*Requirement*
Select from the records below every line that has the word "derived" in it.

▬▬▬▬▬▬

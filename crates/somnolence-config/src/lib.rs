//! Layered configuration for Somnolence servers.
//!
//! - TOML and JSON configuration files
//! - Environment variable overrides
//! - Strict parsing (unknown keys are errors)
//! - Layering: defaults → files → environment
//!
//! # Example
//!
//! ```no_run
//! use somnolence_config::ConfigLoader;
//!
//! # fn main() -> Result<(), somnolence_config::ConfigError> {
//! let config = ConfigLoader::new()
//!     .with_optional_file("somnolence.toml")?
//!     .with_env_prefix("SOMNOLENCE")
//!     .load()?;
//!
//! let server = config.server_config();
//! println!("Server will listen on: {}", server.http_addr());
//! # Ok(())
//! # }
//! ```
//!
//! # Configuration File Format
//!
//! ```toml
//! [server]
//! host = "0.0.0.0"
//! port = 8080
//! shutdown_timeout_secs = 30
//! keep_alive = true
//!
//! [telemetry]
//! service_name = "greeter"
//! environment = "production"
//!
//! [telemetry.metrics]
//! enabled = true
//! addr = "0.0.0.0:9090"
//!
//! [telemetry.logging]
//! level = "info"
//! format = "json"
//! ```
//!
//! # Environment Variable Overrides
//!
//! Every key can be overridden with `PREFIX__SECTION__KEY`:
//!
//! - `SOMNOLENCE__SERVER__PORT=9000`
//! - `SOMNOLENCE__TELEMETRY__LOGGING__LEVEL=debug`
//! - `SOMNOLENCE__TELEMETRY__METRICS__ENABLED=true`

#![warn(missing_docs)]

mod config;
mod error;
mod loader;
mod sections;

pub use config::SomnolenceConfig;
pub use error::ConfigError;
pub use loader::ConfigLoader;
pub use sections::{LogFormat, LoggingSection, MetricsSection, ServerSection, TelemetrySection};
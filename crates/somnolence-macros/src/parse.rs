//! Parsing utilities for the derive macro.
//!
//! This module reads the struct shape and the serde and `describe` attributes
//! that influence it.

use syn::{
    meta::ParseNestedMeta, parse_quote, spanned::Spanned, Attribute, Data, DeriveInput, Expr,
    Fields, Generics, Ident, LitStr, Path, Token, Type,
};

/// A parsed `#[derive(Describe)]` input.
#[derive(Debug)]
pub struct DescribeInput {
    /// The type name.
    pub ident: Ident,
    /// The type's generics.
    pub generics: Generics,
    /// What the descriptor looks like.
    pub shape: Shape,
    /// Path to the core crate.
    pub krate: Path,
}

/// The descriptor shape a struct produces.
#[derive(Debug)]
pub enum Shape {
    /// Named fields, in declaration order.
    Record(Vec<DescribedField>),
    /// A transparent wrapper around a single type.
    Newtype(Type),
    /// No data.
    Unit,
}

/// A field that appears in the record descriptor.
#[derive(Debug)]
pub struct DescribedField {
    /// The wire name.
    pub name: String,
    /// The field type.
    pub ty: Type,
    /// Whether deserialization fills in the field when it is absent.
    pub defaulted: bool,
}

/// Struct-level attributes.
#[derive(Debug, Default)]
struct ContainerAttrs {
    rename_all: Option<RenameRule>,
    transparent: bool,
    default: bool,
    krate: Option<Path>,
}

/// Field-level attributes.
#[derive(Debug, Default)]
struct FieldAttrs {
    rename: Option<String>,
    skip: bool,
    defaulted: bool,
    flatten: bool,
}

impl DescribeInput {
    /// Parses a derive input.
    pub fn parse(input: &DeriveInput) -> syn::Result<Self> {
        let container = ContainerAttrs::parse(&input.attrs)?;

        let data = match &input.data {
            Data::Struct(data) => data,
            Data::Enum(data) => {
                return Err(syn::Error::new(
                    data.enum_token.span(),
                    "Describe cannot be derived for an enum",
                ))
            }
            Data::Union(data) => {
                return Err(syn::Error::new(
                    data.union_token.span(),
                    "Describe cannot be derived for a union",
                ))
            }
        };

        let shape = match &data.fields {
            Fields::Unit => Shape::Unit,
            Fields::Unnamed(fields) if fields.unnamed.len() == 1 => {
                Shape::Newtype(fields.unnamed[0].ty.clone())
            }
            Fields::Unnamed(fields) => {
                return Err(syn::Error::new(
                    fields.span(),
                    "Describe supports tuple structs with exactly one field",
                ))
            }
            Fields::Named(fields) => {
                let mut described = Vec::with_capacity(fields.named.len());
                for field in &fields.named {
                    let attrs = FieldAttrs::parse(&field.attrs)?;
                    if attrs.skip {
                        continue;
                    }
                    if attrs.flatten {
                        return Err(syn::Error::new(
                            field.span(),
                            "Describe does not support #[serde(flatten)]",
                        ));
                    }

                    let Some(ident) = &field.ident else {
                        return Err(syn::Error::new(field.span(), "expected a named field"));
                    };
                    let rust_name = ident.to_string();
                    let rust_name = rust_name.trim_start_matches("r#");
                    let name = match (attrs.rename, container.rename_all) {
                        (Some(name), _) => name,
                        (None, Some(rule)) => rule.apply(rust_name),
                        (None, None) => rust_name.to_string(),
                    };

                    described.push(DescribedField {
                        name,
                        ty: field.ty.clone(),
                        defaulted: attrs.defaulted || container.default,
                    });
                }

                if container.transparent {
                    transparent_shape(described, fields.span())?
                } else {
                    Shape::Record(described)
                }
            }
        };

        Ok(Self {
            ident: input.ident.clone(),
            generics: input.generics.clone(),
            shape,
            krate: container
                .krate
                .unwrap_or_else(|| parse_quote!(::somnolence_core)),
        })
    }
}

fn transparent_shape(mut fields: Vec<DescribedField>, span: proc_macro2::Span) -> syn::Result<Shape> {
    match fields.pop() {
        Some(field) if fields.is_empty() => Ok(Shape::Newtype(field.ty)),
        _ => Err(syn::Error::new(
            span,
            "#[serde(transparent)] requires exactly one described field",
        )),
    }
}

impl ContainerAttrs {
    fn parse(attrs: &[Attribute]) -> syn::Result<Self> {
        let mut out = Self::default();

        for attr in attrs {
            if attr.path().is_ident("serde") {
                attr.parse_nested_meta(|meta| {
                    if meta.path.is_ident("rename_all") {
                        if meta.input.peek(Token![=]) {
                            let lit: LitStr = meta.value()?.parse()?;
                            out.rename_all = Some(RenameRule::from_lit(&lit)?);
                        } else {
                            // rename_all(serialize = "..", deserialize = "..")
                            skip_meta(&meta)?;
                        }
                    } else if meta.path.is_ident("transparent") {
                        out.transparent = true;
                    } else if meta.path.is_ident("default") {
                        out.default = true;
                        skip_meta(&meta)?;
                    } else {
                        skip_meta(&meta)?;
                    }
                    Ok(())
                })?;
            } else if attr.path().is_ident("describe") {
                attr.parse_nested_meta(|meta| {
                    if meta.path.is_ident("crate") {
                        let lit: LitStr = meta.value()?.parse()?;
                        out.krate = Some(lit.parse()?);
                        Ok(())
                    } else {
                        Err(meta.error("unknown describe attribute"))
                    }
                })?;
            }
        }

        Ok(out)
    }
}

impl FieldAttrs {
    fn parse(attrs: &[Attribute]) -> syn::Result<Self> {
        let mut out = Self::default();

        for attr in attrs.iter().filter(|a| a.path().is_ident("serde")) {
            attr.parse_nested_meta(|meta| {
                let path = &meta.path;
                if path.is_ident("rename") && meta.input.peek(Token![=]) {
                    let lit: LitStr = meta.value()?.parse()?;
                    out.rename = Some(lit.value());
                } else if path.is_ident("skip") {
                    out.skip = true;
                } else if path.is_ident("flatten") {
                    out.flatten = true;
                } else if path.is_ident("default") || path.is_ident("skip_deserializing") {
                    // Both leave the field to `Default` on input.
                    out.defaulted = true;
                    skip_meta(&meta)?;
                } else {
                    skip_meta(&meta)?;
                }
                Ok(())
            })?;
        }

        Ok(out)
    }
}

/// Consumes the value of an attribute this crate does not interpret.
fn skip_meta(meta: &ParseNestedMeta<'_>) -> syn::Result<()> {
    if meta.input.peek(Token![=]) {
        let _: Expr = meta.value()?.parse()?;
    } else if meta.input.peek(syn::token::Paren) {
        meta.parse_nested_meta(|inner| skip_meta(&inner))?;
    }
    Ok(())
}

/// A serde `rename_all` rule, applied to snake_case field names.
#[derive(Debug, Clone, Copy, PartialEq, Eq)]
enum RenameRule {
    Lower,
    Upper,
    Pascal,
    Camel,
    Snake,
    ScreamingSnake,
    Kebab,
    ScreamingKebab,
}

impl RenameRule {
    fn from_lit(lit: &LitStr) -> syn::Result<Self> {
        let rule = match lit.value().as_str() {
            "lowercase" => Self::Lower,
            "UPPERCASE" => Self::Upper,
            "PascalCase" => Self::Pascal,
            "camelCase" => Self::Camel,
            "snake_case" => Self::Snake,
            "SCREAMING_SNAKE_CASE" => Self::ScreamingSnake,
            "kebab-case" => Self::Kebab,
            "SCREAMING-KEBAB-CASE" => Self::ScreamingKebab,
            other => {
                return Err(syn::Error::new(
                    lit.span(),
                    format!("unknown rename rule: {other}"),
                ))
            }
        };
        Ok(rule)
    }

    fn apply(self, field: &str) -> String {
        match self {
            Self::Lower | Self::Snake => field.to_string(),
            Self::Upper | Self::ScreamingSnake => field.to_ascii_uppercase(),
            Self::Kebab => field.replace('_', "-"),
            Self::ScreamingKebab => field.to_ascii_uppercase().replace('_', "-"),
            Self::Pascal => pascal(field),
            Self::Camel => {
                let pascal = pascal(field);
                let mut chars = pascal.chars();
                match chars.next() {
                    Some(first) => first.to_ascii_lowercase().to_string() + chars.as_str(),
                    None => String::new(),
                }
            }
        }
    }
}

fn pascal(field: &str) -> String {
    let mut out = String::with_capacity(field.len());
    let mut capitalize = true;
    for ch in field.chars() {
        if ch == '_' {
            capitalize = true;
        } else if capitalize {
            out.push(ch.to_ascii_uppercase());
            capitalize = false;
        } else {
            out.push(ch);
        }
    }
    out
}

▬▬▬▬▬▬

*Written solution*
                    "Describe cannot be derived for an enum",
                    "Describe cannot be derived for a union",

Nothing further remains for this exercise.